■ **Aim of the exercise**:
Among the entries, find the lines with the string "save" and report them.

Extracted data entries:
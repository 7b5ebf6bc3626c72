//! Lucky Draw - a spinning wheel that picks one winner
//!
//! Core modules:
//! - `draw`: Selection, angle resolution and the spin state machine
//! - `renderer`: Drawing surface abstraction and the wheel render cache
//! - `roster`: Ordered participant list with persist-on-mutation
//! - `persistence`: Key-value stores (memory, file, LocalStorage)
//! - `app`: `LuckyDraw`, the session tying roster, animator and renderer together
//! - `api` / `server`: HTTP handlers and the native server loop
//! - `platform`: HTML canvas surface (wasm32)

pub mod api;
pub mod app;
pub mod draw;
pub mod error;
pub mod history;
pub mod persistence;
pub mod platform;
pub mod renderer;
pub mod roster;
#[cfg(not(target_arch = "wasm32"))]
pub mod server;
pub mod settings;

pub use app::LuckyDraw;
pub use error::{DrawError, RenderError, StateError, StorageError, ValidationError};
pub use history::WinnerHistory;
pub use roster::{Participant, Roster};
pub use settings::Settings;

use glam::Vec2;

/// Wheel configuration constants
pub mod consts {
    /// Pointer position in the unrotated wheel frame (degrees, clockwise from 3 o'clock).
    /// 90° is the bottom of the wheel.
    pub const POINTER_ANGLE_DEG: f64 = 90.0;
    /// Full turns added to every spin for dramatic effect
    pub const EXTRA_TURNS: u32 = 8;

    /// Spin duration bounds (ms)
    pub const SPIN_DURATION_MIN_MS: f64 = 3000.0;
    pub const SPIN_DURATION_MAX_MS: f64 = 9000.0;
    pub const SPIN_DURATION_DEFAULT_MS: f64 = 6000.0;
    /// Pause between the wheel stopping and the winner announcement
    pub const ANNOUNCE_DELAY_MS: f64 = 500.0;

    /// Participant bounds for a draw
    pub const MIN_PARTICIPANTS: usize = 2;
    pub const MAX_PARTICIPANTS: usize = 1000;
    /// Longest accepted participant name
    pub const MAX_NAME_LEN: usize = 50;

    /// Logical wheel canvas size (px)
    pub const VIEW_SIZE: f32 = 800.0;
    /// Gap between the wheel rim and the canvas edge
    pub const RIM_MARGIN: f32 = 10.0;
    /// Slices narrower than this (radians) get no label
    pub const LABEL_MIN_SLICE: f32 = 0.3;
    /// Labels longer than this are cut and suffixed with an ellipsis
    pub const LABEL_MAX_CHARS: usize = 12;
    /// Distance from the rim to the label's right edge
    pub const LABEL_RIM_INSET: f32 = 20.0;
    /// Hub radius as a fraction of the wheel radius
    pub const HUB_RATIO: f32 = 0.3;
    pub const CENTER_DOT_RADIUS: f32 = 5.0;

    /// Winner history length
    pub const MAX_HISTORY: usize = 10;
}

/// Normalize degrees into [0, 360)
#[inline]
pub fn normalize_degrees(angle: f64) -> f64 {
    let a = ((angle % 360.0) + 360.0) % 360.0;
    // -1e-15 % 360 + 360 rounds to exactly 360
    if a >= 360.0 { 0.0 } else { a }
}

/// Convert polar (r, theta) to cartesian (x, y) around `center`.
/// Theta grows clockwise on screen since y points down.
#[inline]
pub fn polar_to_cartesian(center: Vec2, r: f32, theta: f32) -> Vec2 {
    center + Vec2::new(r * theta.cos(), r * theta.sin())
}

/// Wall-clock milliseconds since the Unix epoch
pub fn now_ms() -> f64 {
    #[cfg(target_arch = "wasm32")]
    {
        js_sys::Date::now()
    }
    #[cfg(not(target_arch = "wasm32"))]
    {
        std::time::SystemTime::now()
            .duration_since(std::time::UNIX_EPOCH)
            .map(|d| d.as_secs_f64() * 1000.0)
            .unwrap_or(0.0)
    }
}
* * *
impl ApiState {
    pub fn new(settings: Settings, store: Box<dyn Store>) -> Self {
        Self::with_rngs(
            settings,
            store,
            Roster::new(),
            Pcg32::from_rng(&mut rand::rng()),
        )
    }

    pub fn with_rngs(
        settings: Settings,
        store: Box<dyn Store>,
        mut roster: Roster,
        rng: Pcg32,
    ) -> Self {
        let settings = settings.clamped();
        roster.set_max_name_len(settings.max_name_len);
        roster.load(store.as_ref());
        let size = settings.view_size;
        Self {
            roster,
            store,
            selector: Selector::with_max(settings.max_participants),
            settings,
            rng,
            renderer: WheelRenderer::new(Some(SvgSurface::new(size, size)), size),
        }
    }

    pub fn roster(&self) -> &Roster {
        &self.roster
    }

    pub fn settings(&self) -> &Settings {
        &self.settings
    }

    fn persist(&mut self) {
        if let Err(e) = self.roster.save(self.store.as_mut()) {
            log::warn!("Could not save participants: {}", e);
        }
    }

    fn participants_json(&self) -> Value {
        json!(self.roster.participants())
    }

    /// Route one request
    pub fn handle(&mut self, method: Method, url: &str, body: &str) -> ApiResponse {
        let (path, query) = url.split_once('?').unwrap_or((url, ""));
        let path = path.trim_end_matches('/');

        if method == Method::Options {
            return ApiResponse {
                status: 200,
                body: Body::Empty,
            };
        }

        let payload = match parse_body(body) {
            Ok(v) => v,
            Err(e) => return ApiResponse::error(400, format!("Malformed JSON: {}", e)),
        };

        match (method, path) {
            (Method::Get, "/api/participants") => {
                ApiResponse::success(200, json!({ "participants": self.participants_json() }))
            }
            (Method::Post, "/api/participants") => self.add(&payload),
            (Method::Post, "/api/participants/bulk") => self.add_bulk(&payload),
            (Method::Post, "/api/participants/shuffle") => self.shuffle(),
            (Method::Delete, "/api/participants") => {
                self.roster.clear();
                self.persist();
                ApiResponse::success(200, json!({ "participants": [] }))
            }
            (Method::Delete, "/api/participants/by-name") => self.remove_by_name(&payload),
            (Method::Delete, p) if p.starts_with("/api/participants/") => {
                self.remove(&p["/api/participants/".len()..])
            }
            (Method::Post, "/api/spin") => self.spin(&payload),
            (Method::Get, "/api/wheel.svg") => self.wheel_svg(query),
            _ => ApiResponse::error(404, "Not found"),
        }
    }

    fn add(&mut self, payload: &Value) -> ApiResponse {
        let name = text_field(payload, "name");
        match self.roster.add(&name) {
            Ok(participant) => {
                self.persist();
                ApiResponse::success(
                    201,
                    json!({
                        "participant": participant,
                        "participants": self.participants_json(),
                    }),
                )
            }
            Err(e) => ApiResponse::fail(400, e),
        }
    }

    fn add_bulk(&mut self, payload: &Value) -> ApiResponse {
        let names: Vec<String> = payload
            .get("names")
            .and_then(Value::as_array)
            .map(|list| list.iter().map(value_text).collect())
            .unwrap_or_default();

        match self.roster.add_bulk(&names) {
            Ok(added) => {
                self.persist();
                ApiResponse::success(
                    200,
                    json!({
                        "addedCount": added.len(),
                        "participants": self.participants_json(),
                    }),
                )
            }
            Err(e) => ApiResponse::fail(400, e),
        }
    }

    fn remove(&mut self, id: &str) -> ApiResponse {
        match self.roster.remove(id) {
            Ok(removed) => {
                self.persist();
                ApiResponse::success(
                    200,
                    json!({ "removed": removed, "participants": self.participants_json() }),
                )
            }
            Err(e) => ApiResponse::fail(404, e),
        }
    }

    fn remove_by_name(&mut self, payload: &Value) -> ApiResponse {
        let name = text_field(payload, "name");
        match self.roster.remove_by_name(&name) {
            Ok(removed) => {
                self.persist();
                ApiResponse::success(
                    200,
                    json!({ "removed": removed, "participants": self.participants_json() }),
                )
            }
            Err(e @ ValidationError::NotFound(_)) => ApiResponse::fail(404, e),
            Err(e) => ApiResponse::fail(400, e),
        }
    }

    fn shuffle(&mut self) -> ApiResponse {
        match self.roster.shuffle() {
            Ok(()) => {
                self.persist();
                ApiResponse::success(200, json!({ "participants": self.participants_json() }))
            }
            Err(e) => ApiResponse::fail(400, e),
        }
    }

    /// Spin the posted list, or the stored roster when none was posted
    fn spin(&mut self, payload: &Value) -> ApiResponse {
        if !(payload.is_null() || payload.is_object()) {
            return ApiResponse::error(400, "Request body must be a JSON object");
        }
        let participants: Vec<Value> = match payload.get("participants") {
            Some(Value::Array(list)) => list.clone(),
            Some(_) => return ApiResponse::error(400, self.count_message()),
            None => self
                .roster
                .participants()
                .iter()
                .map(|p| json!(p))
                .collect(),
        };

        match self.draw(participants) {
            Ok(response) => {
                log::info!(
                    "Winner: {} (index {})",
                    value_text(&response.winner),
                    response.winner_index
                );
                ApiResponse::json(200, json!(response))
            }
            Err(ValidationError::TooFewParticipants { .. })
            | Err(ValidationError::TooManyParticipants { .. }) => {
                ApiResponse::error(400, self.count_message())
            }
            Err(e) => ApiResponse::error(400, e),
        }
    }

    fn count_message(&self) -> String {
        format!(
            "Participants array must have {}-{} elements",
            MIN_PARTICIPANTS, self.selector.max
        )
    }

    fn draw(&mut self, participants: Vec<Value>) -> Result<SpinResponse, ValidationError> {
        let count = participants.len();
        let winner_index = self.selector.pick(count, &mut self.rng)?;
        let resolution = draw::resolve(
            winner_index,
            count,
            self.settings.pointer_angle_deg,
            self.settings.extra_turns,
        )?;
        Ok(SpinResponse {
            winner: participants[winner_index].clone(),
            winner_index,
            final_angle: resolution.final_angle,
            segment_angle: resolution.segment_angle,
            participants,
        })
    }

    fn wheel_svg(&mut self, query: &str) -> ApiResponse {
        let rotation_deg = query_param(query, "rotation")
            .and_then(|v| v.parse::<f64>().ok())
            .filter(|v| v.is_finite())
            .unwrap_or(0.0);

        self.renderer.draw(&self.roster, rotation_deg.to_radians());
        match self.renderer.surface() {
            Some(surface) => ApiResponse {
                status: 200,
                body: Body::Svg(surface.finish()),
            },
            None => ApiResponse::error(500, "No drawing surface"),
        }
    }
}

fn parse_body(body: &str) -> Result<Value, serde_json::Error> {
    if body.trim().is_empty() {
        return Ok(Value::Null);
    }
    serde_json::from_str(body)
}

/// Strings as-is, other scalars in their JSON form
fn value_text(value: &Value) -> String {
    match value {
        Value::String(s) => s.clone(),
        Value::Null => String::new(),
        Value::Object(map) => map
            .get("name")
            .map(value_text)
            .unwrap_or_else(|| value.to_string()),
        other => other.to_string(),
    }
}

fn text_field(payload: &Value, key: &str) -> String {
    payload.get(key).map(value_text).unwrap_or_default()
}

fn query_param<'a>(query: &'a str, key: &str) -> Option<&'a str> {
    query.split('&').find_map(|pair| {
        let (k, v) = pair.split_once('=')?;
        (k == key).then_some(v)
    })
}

■ **Expected output**:
        if let Err(e) = self.roster.save(self.store.as_mut()) {
            log::warn!("Could not save participants: {}", e);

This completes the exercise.